# THE PROBLEM:
Look through the entries below. Report each line that has the word "crate" in it.

# RECORD EXTRACTS:
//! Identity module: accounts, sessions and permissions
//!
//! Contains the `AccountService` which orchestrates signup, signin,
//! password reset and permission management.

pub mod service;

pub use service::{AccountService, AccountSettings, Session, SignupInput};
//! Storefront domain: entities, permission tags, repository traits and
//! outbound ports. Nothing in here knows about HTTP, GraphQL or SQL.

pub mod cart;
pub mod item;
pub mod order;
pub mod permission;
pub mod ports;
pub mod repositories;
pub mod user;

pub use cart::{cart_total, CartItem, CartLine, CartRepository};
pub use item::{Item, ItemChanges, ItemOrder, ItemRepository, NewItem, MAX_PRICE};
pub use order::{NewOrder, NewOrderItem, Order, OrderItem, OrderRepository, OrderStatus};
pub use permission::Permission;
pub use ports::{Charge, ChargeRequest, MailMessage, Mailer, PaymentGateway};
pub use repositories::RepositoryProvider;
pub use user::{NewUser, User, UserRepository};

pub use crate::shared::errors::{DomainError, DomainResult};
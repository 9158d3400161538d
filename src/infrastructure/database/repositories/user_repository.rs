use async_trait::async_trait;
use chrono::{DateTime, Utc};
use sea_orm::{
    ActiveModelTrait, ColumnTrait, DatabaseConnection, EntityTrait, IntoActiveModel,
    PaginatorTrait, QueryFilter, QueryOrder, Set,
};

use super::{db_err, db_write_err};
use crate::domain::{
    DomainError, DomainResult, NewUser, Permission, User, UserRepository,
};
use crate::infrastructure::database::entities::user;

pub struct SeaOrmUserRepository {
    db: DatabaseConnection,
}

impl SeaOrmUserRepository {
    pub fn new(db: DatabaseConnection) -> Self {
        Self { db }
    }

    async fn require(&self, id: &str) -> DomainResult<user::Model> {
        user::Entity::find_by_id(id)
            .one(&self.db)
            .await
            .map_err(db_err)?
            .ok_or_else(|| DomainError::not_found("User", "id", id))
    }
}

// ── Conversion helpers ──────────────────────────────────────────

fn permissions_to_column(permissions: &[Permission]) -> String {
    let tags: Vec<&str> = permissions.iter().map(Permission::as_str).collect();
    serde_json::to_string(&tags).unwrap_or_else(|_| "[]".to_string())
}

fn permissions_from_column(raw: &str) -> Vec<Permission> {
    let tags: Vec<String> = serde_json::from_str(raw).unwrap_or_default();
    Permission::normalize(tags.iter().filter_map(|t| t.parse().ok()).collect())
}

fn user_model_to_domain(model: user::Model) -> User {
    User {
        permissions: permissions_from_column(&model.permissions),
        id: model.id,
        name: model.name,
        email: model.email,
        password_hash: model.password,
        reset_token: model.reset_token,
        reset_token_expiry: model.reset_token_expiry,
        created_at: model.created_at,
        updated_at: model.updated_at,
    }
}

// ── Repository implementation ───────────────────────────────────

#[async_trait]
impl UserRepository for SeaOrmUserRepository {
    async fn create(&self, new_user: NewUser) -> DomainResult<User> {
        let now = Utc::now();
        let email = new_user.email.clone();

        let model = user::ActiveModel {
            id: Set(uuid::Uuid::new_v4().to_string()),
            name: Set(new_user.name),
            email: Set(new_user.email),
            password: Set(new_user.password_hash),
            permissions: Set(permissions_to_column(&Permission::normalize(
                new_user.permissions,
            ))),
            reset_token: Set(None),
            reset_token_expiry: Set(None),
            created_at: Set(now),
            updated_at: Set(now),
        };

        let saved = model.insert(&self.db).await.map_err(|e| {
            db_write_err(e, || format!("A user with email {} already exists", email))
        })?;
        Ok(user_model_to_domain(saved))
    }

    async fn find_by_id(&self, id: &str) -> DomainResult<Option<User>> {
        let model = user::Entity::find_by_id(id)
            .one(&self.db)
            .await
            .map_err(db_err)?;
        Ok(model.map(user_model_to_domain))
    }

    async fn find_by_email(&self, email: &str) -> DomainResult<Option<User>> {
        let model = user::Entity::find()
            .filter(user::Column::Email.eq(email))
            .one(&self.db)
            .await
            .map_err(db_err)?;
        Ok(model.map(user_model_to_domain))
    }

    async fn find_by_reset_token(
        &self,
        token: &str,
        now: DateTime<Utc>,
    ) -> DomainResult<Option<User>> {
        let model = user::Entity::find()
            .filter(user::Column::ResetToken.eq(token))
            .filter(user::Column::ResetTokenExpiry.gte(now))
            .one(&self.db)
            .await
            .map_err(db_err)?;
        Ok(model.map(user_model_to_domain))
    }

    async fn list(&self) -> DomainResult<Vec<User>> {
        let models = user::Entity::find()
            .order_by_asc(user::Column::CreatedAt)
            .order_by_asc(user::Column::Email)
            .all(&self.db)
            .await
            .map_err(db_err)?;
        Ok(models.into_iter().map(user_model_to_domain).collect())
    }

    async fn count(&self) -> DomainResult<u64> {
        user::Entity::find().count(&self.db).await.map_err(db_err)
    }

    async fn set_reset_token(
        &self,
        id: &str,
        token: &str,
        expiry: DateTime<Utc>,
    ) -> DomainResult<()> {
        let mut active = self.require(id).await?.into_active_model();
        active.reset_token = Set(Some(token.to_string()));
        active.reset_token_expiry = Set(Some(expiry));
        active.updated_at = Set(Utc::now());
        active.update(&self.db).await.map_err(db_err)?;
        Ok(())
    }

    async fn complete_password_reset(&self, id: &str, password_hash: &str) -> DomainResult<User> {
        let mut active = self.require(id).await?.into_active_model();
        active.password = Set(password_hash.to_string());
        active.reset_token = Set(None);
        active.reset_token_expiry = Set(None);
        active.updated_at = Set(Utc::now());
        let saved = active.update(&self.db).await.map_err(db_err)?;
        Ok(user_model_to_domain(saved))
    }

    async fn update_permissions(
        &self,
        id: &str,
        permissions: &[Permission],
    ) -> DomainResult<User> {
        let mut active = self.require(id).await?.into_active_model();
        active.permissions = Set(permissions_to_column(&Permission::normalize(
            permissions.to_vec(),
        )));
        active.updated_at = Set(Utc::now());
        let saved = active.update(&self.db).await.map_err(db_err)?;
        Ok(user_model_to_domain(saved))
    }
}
==
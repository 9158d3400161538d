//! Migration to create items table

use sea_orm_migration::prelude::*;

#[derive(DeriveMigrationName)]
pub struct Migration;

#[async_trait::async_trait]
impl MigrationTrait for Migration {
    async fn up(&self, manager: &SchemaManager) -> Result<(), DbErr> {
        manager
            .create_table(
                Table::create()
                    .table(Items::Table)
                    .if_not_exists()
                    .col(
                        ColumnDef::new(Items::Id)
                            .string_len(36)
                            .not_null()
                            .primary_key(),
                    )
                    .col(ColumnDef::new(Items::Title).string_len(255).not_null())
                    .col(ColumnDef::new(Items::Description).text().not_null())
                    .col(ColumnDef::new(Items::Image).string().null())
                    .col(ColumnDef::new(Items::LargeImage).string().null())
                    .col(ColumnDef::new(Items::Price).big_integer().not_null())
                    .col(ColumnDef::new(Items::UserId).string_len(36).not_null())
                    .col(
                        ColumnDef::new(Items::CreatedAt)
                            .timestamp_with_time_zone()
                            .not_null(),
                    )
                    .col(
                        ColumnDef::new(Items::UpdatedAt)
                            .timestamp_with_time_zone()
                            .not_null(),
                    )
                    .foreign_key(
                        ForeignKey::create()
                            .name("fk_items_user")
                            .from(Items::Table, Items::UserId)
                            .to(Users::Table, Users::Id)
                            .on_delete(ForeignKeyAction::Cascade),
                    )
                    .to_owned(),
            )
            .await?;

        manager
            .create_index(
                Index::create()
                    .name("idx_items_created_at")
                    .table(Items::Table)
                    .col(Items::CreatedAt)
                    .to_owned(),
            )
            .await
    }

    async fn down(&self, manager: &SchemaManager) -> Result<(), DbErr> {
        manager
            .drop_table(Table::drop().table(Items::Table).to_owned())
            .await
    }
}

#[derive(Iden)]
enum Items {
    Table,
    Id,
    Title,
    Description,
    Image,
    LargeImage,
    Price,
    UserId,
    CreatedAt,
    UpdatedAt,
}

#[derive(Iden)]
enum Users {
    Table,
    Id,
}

# WRITTEN REPLY:
pub use crate::shared::errors::{DomainError, DomainResult};
use crate::domain::{
use crate::infrastructure::database::entities::user;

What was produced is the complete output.